> TASK PROMPT
I need every line of the material below that includes the string "LowConfidence".

> THE DATA
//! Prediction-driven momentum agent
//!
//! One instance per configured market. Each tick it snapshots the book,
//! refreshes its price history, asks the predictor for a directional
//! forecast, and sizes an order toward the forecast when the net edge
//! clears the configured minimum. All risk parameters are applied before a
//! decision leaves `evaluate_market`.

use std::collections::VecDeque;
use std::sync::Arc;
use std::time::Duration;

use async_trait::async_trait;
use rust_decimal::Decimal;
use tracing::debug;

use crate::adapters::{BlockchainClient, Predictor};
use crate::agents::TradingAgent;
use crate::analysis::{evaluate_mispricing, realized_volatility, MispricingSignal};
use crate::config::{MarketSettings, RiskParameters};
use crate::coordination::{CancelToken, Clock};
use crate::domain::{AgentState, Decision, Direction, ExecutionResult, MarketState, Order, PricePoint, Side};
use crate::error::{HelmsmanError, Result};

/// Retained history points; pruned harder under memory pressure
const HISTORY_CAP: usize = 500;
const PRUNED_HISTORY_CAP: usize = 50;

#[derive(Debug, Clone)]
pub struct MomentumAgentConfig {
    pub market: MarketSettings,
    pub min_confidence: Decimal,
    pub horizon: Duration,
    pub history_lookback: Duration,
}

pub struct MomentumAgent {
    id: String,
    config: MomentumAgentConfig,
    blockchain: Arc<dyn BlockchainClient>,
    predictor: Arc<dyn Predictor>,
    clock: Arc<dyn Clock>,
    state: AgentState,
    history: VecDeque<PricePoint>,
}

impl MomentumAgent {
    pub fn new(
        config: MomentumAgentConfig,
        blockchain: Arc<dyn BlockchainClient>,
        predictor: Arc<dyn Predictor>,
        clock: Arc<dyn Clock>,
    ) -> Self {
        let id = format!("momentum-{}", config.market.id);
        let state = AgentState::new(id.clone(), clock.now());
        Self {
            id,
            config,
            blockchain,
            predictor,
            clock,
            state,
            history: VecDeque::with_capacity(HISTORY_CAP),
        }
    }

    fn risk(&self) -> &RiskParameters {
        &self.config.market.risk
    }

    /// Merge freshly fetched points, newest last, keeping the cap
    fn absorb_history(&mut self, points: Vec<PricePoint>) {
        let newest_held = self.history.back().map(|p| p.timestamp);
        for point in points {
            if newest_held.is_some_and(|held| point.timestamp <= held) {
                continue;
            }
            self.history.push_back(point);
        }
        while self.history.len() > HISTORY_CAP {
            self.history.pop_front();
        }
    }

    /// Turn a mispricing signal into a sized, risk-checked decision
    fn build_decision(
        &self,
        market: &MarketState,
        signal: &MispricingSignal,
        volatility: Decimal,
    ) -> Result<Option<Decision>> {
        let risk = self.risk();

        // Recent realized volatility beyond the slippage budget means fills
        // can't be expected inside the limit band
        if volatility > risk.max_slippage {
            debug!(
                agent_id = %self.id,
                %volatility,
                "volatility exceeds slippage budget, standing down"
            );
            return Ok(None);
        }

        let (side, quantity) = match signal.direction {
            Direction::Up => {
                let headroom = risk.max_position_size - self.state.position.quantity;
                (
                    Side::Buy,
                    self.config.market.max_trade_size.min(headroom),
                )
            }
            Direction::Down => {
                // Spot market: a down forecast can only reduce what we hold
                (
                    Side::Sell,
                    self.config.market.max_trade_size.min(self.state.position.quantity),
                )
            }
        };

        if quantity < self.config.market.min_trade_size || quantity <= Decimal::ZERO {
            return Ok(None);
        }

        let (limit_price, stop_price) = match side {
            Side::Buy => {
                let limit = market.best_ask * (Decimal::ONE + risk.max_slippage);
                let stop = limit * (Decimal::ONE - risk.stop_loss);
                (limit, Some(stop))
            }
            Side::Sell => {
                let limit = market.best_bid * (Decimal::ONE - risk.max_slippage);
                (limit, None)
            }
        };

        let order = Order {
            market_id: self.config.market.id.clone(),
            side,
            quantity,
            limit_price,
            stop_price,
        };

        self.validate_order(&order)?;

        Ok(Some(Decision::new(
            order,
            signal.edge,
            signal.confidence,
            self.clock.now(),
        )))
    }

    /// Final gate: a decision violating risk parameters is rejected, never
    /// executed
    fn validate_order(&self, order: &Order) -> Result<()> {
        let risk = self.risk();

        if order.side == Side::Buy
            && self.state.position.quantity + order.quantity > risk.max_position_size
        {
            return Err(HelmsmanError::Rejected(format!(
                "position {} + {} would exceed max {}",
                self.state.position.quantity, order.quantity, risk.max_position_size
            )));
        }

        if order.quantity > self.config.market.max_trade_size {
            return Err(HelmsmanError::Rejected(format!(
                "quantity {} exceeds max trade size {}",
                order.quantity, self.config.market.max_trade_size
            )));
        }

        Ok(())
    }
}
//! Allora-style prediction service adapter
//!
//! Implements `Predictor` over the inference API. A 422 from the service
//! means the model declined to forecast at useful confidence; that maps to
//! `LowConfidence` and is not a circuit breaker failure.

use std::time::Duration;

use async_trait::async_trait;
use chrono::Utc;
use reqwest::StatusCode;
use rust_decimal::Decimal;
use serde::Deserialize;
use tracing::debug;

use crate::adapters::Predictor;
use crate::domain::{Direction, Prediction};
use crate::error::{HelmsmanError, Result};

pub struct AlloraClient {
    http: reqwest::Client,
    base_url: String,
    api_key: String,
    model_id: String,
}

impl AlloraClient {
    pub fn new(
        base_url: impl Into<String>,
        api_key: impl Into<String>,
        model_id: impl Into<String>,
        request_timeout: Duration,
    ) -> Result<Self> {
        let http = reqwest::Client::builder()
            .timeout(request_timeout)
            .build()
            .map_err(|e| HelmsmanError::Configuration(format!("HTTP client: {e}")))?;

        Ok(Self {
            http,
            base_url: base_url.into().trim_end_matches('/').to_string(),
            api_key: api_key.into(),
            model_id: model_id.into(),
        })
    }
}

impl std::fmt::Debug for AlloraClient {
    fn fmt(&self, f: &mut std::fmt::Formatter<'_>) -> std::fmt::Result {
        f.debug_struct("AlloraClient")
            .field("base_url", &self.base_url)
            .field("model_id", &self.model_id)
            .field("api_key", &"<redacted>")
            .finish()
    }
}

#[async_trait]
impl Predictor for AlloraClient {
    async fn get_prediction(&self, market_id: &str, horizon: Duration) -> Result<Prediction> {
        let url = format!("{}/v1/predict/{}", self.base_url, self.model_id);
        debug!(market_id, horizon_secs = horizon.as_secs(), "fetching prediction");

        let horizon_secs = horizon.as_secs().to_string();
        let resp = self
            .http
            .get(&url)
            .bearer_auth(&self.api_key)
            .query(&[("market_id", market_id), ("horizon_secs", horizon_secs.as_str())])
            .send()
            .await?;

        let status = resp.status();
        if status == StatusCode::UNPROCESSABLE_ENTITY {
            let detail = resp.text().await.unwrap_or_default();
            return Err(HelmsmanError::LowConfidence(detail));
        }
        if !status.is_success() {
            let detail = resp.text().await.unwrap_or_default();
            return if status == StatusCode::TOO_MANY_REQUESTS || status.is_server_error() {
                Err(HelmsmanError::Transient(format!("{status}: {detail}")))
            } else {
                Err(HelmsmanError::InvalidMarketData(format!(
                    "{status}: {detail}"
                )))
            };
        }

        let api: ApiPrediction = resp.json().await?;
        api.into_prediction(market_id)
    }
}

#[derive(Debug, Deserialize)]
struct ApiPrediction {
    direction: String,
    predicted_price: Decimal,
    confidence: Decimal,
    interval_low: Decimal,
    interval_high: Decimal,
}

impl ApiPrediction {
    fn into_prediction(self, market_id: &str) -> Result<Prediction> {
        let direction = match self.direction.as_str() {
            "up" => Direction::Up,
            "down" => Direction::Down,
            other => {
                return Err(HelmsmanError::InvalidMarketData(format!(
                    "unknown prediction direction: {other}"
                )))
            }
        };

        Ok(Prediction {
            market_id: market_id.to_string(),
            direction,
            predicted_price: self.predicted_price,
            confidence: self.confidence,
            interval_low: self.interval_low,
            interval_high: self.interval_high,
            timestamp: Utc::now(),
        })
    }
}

> TASK OUTPUT
//! `LowConfidence` and is not a circuit breaker failure.
            return Err(HelmsmanError::LowConfidence(detail));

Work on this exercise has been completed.